TASK DIRECTIONS :: Find the line with "let px = |v: f64| (v * layout.scale).round()" in the entries below. Repeat it, every following line, and the line with "layout.map_left as i32", exactly and with nothing added.

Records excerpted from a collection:
┄┄┄┄┄┄┄┄┄┄

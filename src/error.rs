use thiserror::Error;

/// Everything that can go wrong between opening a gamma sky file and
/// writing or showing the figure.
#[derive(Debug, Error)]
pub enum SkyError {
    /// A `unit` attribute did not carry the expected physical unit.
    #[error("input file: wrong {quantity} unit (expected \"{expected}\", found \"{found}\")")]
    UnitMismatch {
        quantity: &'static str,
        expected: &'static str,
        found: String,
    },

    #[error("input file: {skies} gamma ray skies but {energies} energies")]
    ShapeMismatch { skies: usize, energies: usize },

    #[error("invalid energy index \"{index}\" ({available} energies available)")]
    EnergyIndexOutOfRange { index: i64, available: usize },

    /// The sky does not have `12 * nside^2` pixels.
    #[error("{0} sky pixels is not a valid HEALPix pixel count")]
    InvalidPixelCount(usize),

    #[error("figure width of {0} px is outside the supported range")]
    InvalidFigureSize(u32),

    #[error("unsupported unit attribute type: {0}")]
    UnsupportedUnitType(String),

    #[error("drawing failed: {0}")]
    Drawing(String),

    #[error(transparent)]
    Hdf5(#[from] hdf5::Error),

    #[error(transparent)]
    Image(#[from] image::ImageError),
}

┄┄┄┄┄┄┄┄┄┄

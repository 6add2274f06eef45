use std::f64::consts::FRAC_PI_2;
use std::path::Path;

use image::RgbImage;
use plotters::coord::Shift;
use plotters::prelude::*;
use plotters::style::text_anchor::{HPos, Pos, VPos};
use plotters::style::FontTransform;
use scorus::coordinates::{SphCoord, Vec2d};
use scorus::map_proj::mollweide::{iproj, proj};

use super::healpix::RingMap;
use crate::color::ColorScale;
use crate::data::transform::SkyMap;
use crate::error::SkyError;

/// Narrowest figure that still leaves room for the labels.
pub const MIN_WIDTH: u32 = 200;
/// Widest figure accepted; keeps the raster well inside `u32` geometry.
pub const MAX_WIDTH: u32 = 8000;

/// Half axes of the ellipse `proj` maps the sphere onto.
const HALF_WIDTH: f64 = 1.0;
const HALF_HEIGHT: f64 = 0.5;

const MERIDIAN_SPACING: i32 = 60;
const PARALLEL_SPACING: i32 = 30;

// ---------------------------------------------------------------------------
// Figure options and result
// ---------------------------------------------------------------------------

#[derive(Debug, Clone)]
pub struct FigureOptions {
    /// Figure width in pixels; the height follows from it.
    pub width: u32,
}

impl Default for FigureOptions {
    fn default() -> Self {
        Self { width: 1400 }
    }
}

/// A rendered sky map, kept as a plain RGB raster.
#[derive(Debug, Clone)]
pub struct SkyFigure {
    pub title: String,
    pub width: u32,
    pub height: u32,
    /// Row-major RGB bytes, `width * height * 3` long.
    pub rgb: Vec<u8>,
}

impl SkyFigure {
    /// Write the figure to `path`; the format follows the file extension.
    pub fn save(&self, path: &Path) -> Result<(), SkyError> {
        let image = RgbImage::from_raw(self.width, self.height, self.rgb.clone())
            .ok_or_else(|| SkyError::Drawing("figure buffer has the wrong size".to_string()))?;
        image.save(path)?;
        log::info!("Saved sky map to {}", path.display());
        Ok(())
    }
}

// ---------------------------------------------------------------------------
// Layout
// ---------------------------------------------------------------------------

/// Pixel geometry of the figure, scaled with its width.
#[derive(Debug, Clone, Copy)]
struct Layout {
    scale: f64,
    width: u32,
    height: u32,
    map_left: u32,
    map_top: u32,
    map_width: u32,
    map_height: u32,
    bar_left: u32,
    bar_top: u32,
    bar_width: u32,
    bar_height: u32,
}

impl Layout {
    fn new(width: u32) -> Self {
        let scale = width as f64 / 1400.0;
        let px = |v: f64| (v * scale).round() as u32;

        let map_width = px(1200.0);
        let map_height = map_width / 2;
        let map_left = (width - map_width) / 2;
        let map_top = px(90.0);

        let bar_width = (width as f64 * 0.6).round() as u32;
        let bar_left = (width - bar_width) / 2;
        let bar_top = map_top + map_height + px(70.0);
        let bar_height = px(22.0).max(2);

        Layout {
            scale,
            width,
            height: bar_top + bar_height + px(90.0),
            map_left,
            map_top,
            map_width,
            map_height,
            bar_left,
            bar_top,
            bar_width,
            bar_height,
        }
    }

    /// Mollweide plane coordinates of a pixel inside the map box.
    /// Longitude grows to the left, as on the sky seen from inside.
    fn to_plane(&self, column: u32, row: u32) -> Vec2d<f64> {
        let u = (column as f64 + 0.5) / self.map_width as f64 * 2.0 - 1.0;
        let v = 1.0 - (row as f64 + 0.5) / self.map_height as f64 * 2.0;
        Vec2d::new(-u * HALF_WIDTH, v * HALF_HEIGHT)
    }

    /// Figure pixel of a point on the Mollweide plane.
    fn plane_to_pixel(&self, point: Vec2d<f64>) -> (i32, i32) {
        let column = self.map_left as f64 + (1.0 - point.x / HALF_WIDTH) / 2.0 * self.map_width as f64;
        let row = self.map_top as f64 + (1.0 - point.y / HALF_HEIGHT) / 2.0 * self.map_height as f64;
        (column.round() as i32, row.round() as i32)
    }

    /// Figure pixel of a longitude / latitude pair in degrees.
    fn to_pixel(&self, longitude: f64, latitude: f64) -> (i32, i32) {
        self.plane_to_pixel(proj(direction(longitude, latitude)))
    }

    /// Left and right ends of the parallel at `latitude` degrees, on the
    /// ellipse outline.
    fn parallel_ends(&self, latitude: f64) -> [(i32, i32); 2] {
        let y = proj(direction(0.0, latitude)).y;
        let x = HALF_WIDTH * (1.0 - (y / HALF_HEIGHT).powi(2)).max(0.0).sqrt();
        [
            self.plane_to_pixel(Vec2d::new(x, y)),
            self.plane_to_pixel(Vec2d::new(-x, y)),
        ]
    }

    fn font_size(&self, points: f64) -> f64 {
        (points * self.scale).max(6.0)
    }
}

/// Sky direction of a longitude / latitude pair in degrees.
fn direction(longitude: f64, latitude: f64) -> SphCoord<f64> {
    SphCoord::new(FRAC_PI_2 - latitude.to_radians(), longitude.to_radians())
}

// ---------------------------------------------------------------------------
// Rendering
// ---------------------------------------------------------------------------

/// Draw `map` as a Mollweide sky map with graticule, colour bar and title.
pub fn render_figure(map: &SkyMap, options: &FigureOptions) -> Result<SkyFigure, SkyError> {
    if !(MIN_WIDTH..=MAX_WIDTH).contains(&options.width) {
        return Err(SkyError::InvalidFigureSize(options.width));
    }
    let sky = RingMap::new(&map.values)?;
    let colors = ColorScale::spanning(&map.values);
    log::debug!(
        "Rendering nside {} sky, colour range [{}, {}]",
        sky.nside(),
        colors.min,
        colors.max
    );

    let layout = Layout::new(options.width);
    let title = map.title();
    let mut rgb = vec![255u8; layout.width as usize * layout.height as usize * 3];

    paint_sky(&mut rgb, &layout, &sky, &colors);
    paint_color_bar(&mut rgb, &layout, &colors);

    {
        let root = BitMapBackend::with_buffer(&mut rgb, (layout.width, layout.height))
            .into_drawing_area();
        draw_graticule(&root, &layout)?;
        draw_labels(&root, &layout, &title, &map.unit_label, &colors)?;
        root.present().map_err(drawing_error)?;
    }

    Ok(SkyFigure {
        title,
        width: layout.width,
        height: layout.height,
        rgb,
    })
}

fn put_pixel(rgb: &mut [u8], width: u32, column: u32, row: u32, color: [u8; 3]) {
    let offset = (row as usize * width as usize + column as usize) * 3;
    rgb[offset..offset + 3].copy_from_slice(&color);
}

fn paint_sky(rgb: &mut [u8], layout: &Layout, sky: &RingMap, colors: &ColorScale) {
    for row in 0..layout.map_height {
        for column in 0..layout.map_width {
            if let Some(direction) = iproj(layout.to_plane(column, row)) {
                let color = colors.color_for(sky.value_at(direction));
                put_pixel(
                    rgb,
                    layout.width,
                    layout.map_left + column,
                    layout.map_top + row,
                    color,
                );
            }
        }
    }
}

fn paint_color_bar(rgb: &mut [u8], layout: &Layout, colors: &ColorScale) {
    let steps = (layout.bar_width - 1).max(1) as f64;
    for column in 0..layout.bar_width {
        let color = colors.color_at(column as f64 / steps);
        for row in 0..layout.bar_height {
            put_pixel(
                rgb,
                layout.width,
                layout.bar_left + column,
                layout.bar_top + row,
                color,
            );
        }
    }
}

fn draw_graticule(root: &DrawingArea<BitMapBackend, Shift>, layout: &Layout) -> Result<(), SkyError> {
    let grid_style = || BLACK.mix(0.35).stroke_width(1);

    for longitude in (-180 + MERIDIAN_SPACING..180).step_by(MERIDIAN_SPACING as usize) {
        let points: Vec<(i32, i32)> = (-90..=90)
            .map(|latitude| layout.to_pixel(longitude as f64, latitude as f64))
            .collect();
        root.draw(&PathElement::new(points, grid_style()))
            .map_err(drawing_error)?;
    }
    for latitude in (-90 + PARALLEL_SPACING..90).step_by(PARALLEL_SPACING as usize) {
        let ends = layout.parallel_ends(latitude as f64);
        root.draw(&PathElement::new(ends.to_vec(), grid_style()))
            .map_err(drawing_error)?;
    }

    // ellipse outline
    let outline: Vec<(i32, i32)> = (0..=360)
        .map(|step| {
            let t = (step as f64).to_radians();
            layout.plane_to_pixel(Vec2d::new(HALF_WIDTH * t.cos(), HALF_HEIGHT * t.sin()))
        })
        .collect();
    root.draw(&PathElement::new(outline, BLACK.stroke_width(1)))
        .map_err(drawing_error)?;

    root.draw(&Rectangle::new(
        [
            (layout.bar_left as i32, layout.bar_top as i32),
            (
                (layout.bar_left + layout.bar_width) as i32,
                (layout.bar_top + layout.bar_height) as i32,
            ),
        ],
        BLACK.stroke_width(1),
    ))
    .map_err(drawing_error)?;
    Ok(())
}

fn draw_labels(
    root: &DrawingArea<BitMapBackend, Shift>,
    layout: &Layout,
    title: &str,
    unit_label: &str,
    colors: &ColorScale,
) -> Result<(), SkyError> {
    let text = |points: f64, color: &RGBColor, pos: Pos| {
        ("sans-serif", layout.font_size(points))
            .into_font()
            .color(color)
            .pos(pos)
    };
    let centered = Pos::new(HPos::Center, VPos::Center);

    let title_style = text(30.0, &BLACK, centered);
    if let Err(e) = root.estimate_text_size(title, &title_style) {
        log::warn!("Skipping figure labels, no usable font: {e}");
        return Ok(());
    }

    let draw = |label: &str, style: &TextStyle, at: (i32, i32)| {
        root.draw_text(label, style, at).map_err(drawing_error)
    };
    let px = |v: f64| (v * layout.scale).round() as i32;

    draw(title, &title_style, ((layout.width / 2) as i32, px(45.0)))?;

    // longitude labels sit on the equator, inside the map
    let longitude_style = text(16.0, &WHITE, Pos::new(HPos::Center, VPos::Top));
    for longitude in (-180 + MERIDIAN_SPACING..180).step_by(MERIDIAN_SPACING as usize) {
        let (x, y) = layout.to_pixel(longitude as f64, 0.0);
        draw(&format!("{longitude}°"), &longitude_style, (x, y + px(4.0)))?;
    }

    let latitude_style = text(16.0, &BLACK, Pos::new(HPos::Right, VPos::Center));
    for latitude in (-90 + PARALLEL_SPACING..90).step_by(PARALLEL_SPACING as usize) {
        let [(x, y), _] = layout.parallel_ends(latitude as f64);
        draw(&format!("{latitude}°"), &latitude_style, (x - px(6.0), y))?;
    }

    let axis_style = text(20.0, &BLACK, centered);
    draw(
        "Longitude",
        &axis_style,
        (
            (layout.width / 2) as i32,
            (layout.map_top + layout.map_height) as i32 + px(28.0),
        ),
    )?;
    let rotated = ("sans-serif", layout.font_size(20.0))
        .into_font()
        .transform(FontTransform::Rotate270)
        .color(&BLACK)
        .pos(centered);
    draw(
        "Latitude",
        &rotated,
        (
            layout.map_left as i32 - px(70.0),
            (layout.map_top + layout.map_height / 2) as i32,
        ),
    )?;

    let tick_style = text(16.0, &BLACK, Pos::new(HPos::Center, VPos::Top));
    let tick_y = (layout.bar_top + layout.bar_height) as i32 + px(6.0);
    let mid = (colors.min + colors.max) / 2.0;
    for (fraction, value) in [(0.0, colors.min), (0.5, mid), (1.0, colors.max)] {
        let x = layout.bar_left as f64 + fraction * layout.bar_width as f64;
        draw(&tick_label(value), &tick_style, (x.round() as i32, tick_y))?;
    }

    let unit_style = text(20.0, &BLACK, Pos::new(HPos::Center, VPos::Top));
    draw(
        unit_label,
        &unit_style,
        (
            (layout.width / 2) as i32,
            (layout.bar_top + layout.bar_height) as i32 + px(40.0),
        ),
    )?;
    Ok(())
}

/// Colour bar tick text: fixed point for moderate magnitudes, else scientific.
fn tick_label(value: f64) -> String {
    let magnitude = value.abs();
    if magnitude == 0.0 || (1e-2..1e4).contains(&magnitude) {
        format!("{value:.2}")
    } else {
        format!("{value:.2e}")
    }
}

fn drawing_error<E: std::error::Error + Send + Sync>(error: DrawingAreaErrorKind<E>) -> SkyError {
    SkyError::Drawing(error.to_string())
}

┄┄┄┄┄┄┄┄┄┄

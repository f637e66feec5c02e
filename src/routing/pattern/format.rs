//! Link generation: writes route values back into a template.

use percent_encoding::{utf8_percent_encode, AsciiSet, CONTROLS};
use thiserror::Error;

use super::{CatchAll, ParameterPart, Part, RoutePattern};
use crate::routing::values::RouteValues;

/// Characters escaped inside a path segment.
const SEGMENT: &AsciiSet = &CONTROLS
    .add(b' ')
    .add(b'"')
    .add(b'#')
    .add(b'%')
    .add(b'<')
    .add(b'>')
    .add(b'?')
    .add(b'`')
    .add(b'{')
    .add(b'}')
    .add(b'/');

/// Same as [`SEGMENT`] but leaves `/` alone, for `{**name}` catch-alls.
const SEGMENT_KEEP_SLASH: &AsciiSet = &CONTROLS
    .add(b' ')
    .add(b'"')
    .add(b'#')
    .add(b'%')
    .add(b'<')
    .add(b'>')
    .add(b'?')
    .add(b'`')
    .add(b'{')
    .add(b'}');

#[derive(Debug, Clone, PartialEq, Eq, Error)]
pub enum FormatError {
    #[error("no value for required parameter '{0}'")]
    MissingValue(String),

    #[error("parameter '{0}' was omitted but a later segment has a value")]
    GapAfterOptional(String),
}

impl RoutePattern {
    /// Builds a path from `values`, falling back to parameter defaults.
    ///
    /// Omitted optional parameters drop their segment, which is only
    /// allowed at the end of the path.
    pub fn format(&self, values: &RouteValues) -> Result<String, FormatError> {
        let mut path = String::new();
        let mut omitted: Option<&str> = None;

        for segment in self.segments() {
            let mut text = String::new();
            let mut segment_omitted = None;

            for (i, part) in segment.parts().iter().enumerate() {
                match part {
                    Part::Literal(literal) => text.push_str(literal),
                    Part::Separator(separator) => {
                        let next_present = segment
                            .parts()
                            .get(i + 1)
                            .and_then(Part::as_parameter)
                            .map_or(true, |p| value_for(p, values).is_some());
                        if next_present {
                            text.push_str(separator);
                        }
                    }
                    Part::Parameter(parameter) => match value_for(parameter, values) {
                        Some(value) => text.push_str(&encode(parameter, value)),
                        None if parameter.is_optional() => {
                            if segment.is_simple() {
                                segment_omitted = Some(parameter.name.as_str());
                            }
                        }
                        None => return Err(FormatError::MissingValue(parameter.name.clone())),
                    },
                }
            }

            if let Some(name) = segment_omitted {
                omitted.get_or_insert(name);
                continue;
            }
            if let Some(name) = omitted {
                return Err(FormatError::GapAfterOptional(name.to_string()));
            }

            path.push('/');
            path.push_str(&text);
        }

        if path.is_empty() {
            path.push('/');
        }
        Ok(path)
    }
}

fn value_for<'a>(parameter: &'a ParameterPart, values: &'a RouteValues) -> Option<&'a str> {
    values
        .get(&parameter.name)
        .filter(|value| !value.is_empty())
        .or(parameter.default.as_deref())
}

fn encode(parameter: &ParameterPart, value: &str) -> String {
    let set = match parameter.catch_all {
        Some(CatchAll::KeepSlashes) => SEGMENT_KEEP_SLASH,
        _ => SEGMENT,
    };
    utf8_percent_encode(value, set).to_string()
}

┄┄┄┄┄┄┄┄┄┄

SOLUTION ::
    let px = |v: f64| (v * layout.scale).round() as i32;

    draw(title, &title_style, ((layout.width / 2) as i32, px(45.0)))?;

    // longitude labels sit on the equator, inside the map
    let longitude_style = text(16.0, &WHITE, Pos::new(HPos::Center, VPos::Top));
    for longitude in (-180 + MERIDIAN_SPACING..180).step_by(MERIDIAN_SPACING as usize) {
        let (x, y) = layout.to_pixel(longitude as f64, 0.0);
        draw(&format!("{longitude}°"), &longitude_style, (x, y + px(4.0)))?;
    }

    let latitude_style = text(16.0, &BLACK, Pos::new(HPos::Right, VPos::Center));
    for latitude in (-90 + PARALLEL_SPACING..90).step_by(PARALLEL_SPACING as usize) {
        let [(x, y), _] = layout.parallel_ends(latitude as f64);
        draw(&format!("{latitude}°"), &latitude_style, (x - px(6.0), y))?;
    }

    let axis_style = text(20.0, &BLACK, centered);
    draw(
        "Longitude",
        &axis_style,
        (
            (layout.width / 2) as i32,
            (layout.map_top + layout.map_height) as i32 + px(28.0),
        ),
    )?;
    let rotated = ("sans-serif", layout.font_size(20.0))
        .into_font()
        .transform(FontTransform::Rotate270)
        .color(&BLACK)
        .pos(centered);
    draw(
        "Latitude",
        &rotated,
        (
            layout.map_left as i32 - px(70.0),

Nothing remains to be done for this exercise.